*** Block opens ***

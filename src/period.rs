use std::fmt;
use std::str::FromStr;

use chrono::{DateTime, Datelike, Duration, Local, NaiveDate, NaiveDateTime};
use log::info;
use serde::Serialize;

use crate::datetime;
use crate::error::{Result, TrackerError};

/// 集計対象期間の指定。週の始まりは日曜日で固定。
#[derive(Debug, Clone, Copy, PartialEq, Eq, Serialize)]
#[serde(rename_all = "snake_case")]
pub enum Period {
    Today,
    Yesterday,
    ThisWeek,
    LastWeek,
    ThisMonth,
    LastMonth,
    Custom,
}

impl FromStr for Period {
    type Err = TrackerError;

    fn from_str(s: &str) -> Result<Self> {
        match s {
            "today" => Ok(Self::Today),
            "yesterday" => Ok(Self::Yesterday),
            "this_week" => Ok(Self::ThisWeek),
            "last_week" => Ok(Self::LastWeek),
            "this_month" => Ok(Self::ThisMonth),
            "last_month" => Ok(Self::LastMonth),
            "custom" => Ok(Self::Custom),
            _ => Err(TrackerError::InvalidPeriod(format!(
                "Unknown period '{}'",
                s
            ))),
        }
    }
}

impl fmt::Display for Period {
    fn fmt(&self, f: &mut fmt::Formatter<'_>) -> fmt::Result {
        let name = match self {
            Self::Today => "today",
            Self::Yesterday => "yesterday",
            Self::ThisWeek => "this_week",
            Self::LastWeek => "last_week",
            Self::ThisMonth => "this_month",
            Self::LastMonth => "last_month",
            Self::Custom => "custom",
        };
        f.write_str(name)
    }
}

/// エポックミリ秒で表した期間。`start <= end`。
#[derive(Debug, Clone, Copy, PartialEq, Eq, Serialize)]
pub struct TimeRange {
    pub start: i64,
    pub end: i64,
}

/// 現在時刻を基準に期間を解決する。
///
/// # Arguments
///
/// * `period` - 期間の指定
/// * `start` - `custom`の場合の開始日時(ISO-8601またはエポックミリ秒)
/// * `end` - `custom`の場合の終了日時(ISO-8601またはエポックミリ秒)
pub fn resolve(period: Period, start: Option<&str>, end: Option<&str>) -> Result<TimeRange> {
    let range = resolve_at(datetime::now(), period, start, end)?;
    info!(
        "Resolved {} to {} ~ {}",
        period, range.start, range.end
    );

    Ok(range)
}

/// 指定した時刻を基準に期間を解決する。
///
/// 日の区切りはローカルタイムゾーンの00:00:00とする。終わりが確定している期間は
/// 次の区切りの1ミリ秒前を終了とする。
pub fn resolve_at(
    now: DateTime<Local>,
    period: Period,
    start: Option<&str>,
    end: Option<&str>,
) -> Result<TimeRange> {
    let today = now.date_naive();
    let now_ms = now.timestamp_millis();

    let range = match period {
        Period::Today => TimeRange {
            start: datetime::local_midnight_ms(today)?,
            end: now_ms,
        },
        Period::Yesterday => TimeRange {
            start: datetime::local_midnight_ms(today - Duration::days(1))?,
            end: datetime::local_midnight_ms(today)? - 1,
        },
        Period::ThisWeek => TimeRange {
            start: datetime::local_midnight_ms(week_start(today))?,
            end: now_ms,
        },
        Period::LastWeek => {
            let this_sunday = week_start(today);
            TimeRange {
                start: datetime::local_midnight_ms(this_sunday - Duration::days(7))?,
                end: datetime::local_midnight_ms(this_sunday)? - 1,
            }
        }
        Period::ThisMonth => TimeRange {
            start: datetime::local_midnight_ms(month_start(today))?,
            end: now_ms,
        },
        Period::LastMonth => {
            let first = month_start(today);
            TimeRange {
                start: datetime::local_midnight_ms(month_start(first - Duration::days(1)))?,
                end: datetime::local_midnight_ms(first)? - 1,
            }
        }
        Period::Custom => {
            let (start, end) = match (start, end) {
                (Some(start), Some(end)) => (start, end),
                _ => {
                    return Err(TrackerError::InvalidPeriod(
                        "custom period requires both start and end".to_string(),
                    ))
                }
            };
            let range = TimeRange {
                start: parse_bound(start)?,
                end: parse_bound(end)?,
            };
            if range.start > range.end {
                return Err(TrackerError::InvalidPeriod(format!(
                    "start {} is after end {}",
                    start, end
                )));
            }
            range
        }
    };

    Ok(range)
}

/// ISO-8601またはエポックミリ秒の文字列をエポックミリ秒にする。
///
/// タイムゾーンを持たない日時はローカルタイムゾーンとして扱う。
pub fn parse_timestamp(s: &str) -> Option<i64> {
    let s = s.trim();
    if let Ok(ms) = s.parse::<i64>() {
        return Some(ms);
    }
    if let Ok(dt) = DateTime::parse_from_rfc3339(s) {
        return Some(dt.timestamp_millis());
    }

    const NAIVE_FORMATS: [&str; 3] = ["%Y-%m-%dT%H:%M:%S%.f", "%Y-%m-%dT%H:%M", "%Y-%m-%d %H:%M:%S"];
    if let Some(naive) = NAIVE_FORMATS
        .iter()
        .find_map(|format| NaiveDateTime::parse_from_str(s, format).ok())
    {
        return datetime::local_datetime(naive)
            .ok()
            .map(|dt| dt.timestamp_millis());
    }

    NaiveDate::parse_from_str(s, "%Y-%m-%d")
        .ok()
        .and_then(|date| datetime::local_midnight_ms(date).ok())
}

fn parse_bound(s: &str) -> Result<i64> {
    parse_timestamp(s)
        .ok_or_else(|| TrackerError::InvalidPeriod(format!("Failed to parse date: {}", s)))
}

/// 直近の日曜日(当日を含む)。
fn week_start(date: NaiveDate) -> NaiveDate {
    date - Duration::days(i64::from(date.weekday().num_days_from_sunday()))
}

fn month_start(date: NaiveDate) -> NaiveDate {
    date - Duration::days(i64::from(date.day0()))
}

*** Block closes ***

* _Problem statement_
Repeat all of the data exactly.

* _Solved exercise_
filename src/period.rs
use std::fmt;
use std::str::FromStr;

use chrono::{DateTime, Datelike, Duration, Local, NaiveDate, NaiveDateTime};
use log::info;
use serde::Serialize;

use crate::datetime;
use crate::error::{Result, TrackerError};

/// 集計対象期間の指定。週の始まりは日曜日で固定。
#[derive(Debug, Clone, Copy, PartialEq, Eq, Serialize)]
#[serde(rename_all = "snake_case")]
pub enum Period {
    Today,
    Yesterday,
    ThisWeek,
    LastWeek,
    ThisMonth,
    LastMonth,
    Custom,
}

impl FromStr for Period {
    type Err = TrackerError;

    fn from_str(s: &str) -> Result<Self> {
        match s {
            "today" => Ok(Self::Today),
            "yesterday" => Ok(Self::Yesterday),
            "this_week" => Ok(Self::ThisWeek),
            "last_week" => Ok(Self::LastWeek),
            "this_month" => Ok(Self::ThisMonth),
            "last_month" => Ok(Self::LastMonth),
            "custom" => Ok(Self::Custom),
            _ => Err(TrackerError::InvalidPeriod(format!(
                "Unknown period '{}'",
                s
            ))),
        }
    }
}

impl fmt::Display for Period {
    fn fmt(&self, f: &mut fmt::Formatter<'_>) -> fmt::Result {
        let name = match self {
            Self::Today => "today",
            Self::Yesterday => "yesterday",
            Self::ThisWeek => "this_week",
            Self::LastWeek => "last_week",
            Self::ThisMonth => "this_month",
            Self::LastMonth => "last_month",
            Self::Custom => "custom",
        };
        f.write_str(name)
    }
}

/// エポックミリ秒で表した期間。`start <= end`。
#[derive(Debug, Clone, Copy, PartialEq, Eq, Serialize)]
pub struct TimeRange {
    pub start: i64,
    pub end: i64,
}

/// 現在時刻を基準に期間を解決する。
///
/// # Arguments
///
/// * `period` - 期間の指定
/// * `start` - `custom`の場合の開始日時(ISO-8601またはエポックミリ秒)
/// * `end` - `custom`の場合の終了日時(ISO-8601またはエポックミリ秒)
pub fn resolve(period: Period, start: Option<&str>, end: Option<&str>) -> Result<TimeRange> {
    let range = resolve_at(datetime::now(), period, start, end)?;
    info!(
        "Resolved {} to {} ~ {}",
        period, range.start, range.end
    );

    Ok(range)
}

/// 指定した時刻を基準に期間を解決する。
///
/// 日の区切りはローカルタイムゾーンの00:00:00とする。終わりが確定している期間は
/// 次の区切りの1ミリ秒前を終了とする。
pub fn resolve_at(
    now: DateTime<Local>,
    period: Period,
    start: Option<&str>,
    end: Option<&str>,
) -> Result<TimeRange> {
    let today = now.date_naive();
    let now_ms = now.timestamp_millis();

    let range = match period {
        Period::Today => TimeRange {
            start: datetime::local_midnight_ms(today)?,
            end: now_ms,
        },
        Period::Yesterday => TimeRange {
            start: datetime::local_midnight_ms(today - Duration::days(1))?,
            end: datetime::local_midnight_ms(today)? - 1,
        },
        Period::ThisWeek => TimeRange {
            start: datetime::local_midnight_ms(week_start(today))?,
            end: now_ms,
        },
        Period::LastWeek => {
            let this_sunday = week_start(today);
            TimeRange {
                start: datetime::local_midnight_ms(this_sunday - Duration::days(7))?,
                end: datetime::local_midnight_ms(this_sunday)? - 1,
            }
        }
        Period::ThisMonth => TimeRange {
            start: datetime::local_midnight_ms(month_start(today))?,
            end: now_ms,
        },
        Period::LastMonth => {
            let first = month_start(today);
            TimeRange {
                start: datetime::local_midnight_ms(month_start(first - Duration::days(1)))?,
                end: datetime::local_midnight_ms(first)? - 1,
            }
        }
        Period::Custom => {
            let (start, end) = match (start, end) {
                (Some(start), Some(end)) => (start, end),
                _ => {
                    return Err(TrackerError::InvalidPeriod(
                        "custom period requires both start and end".to_string(),
                    ))
                }
            };
            let range = TimeRange {
                start: parse_bound(start)?,
                end: parse_bound(end)?,
            };
            if range.start > range.end {
                return Err(TrackerError::InvalidPeriod(format!(
                    "start {} is after end {}",
                    start, end
                )));
            }
            range
        }
    };

    Ok(range)
}

/// ISO-8601またはエポックミリ秒の文字列をエポックミリ秒にする。
///
/// タイムゾーンを持たない日時はローカルタイムゾーンとして扱う。
pub fn parse_timestamp(s: &str) -> Option<i64> {
    let s = s.trim();
    if let Ok(ms) = s.parse::<i64>() {
        return Some(ms);
    }
    if let Ok(dt) = DateTime::parse_from_rfc3339(s) {
        return Some(dt.timestamp_millis());
    }

    const NAIVE_FORMATS: [&str; 3] = ["%Y-%m-%dT%H:%M:%S%.f", "%Y-%m-%dT%H:%M", "%Y-%m-%d %H:%M:%S"];
    if let Some(naive) = NAIVE_FORMATS
        .iter()
        .find_map(|format| NaiveDateTime::parse_from_str(s, format).ok())
    {
        return datetime::local_datetime(naive)
            .ok()
            .map(|dt| dt.timestamp_millis());
    }

    NaiveDate::parse_from_str(s, "%Y-%m-%d")
        .ok()
        .and_then(|date| datetime::local_midnight_ms(date).ok())
}

fn parse_bound(s: &str) -> Result<i64> {
    parse_timestamp(s)
        .ok_or_else(|| TrackerError::InvalidPeriod(format!("Failed to parse date: {}", s)))
}

/// 直近の日曜日(当日を含む)。
fn week_start(date: NaiveDate) -> NaiveDate {
    date - Duration::days(i64::from(date.weekday().num_days_from_sunday()))
}

fn month_start(date: NaiveDate) -> NaiveDate {
    date - Duration::days(i64::from(date.day0()))
}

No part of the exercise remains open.